● Task description
Pull every line containing "inner" from the data.
----------
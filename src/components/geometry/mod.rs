mod fuselage;
mod wing;

pub use fuselage::{AircraftFuseGeometry, FuselageGeometry};
pub use wing::{AircraftWingGeometry, MeanAerodynamicChord, PlanformAreas, WingGeometry};

use serde::{Deserialize, Serialize};

/// A segment together with the sections it connects.
#[derive(Debug, Clone, Copy, PartialEq, Eq, Hash, Serialize, Deserialize)]
pub struct SegmentLink {
    /// Segment index as known to the geometry oracle.
    pub segment: usize,
    /// Section at the start (inner end) of the segment.
    pub inner: usize,
    /// Section at the end (outer end) of the segment.
    pub outer: usize,
}

impl SegmentLink {
    pub fn new(segment: usize, inner: usize, outer: usize) -> Self {
        Self {
            segment,
            inner,
            outer,
        }
    }
}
----------
● Your solution
    /// Section at the start (inner end) of the segment.
    pub inner: usize,
    pub fn new(segment: usize, inner: usize, outer: usize) -> Self {
            inner,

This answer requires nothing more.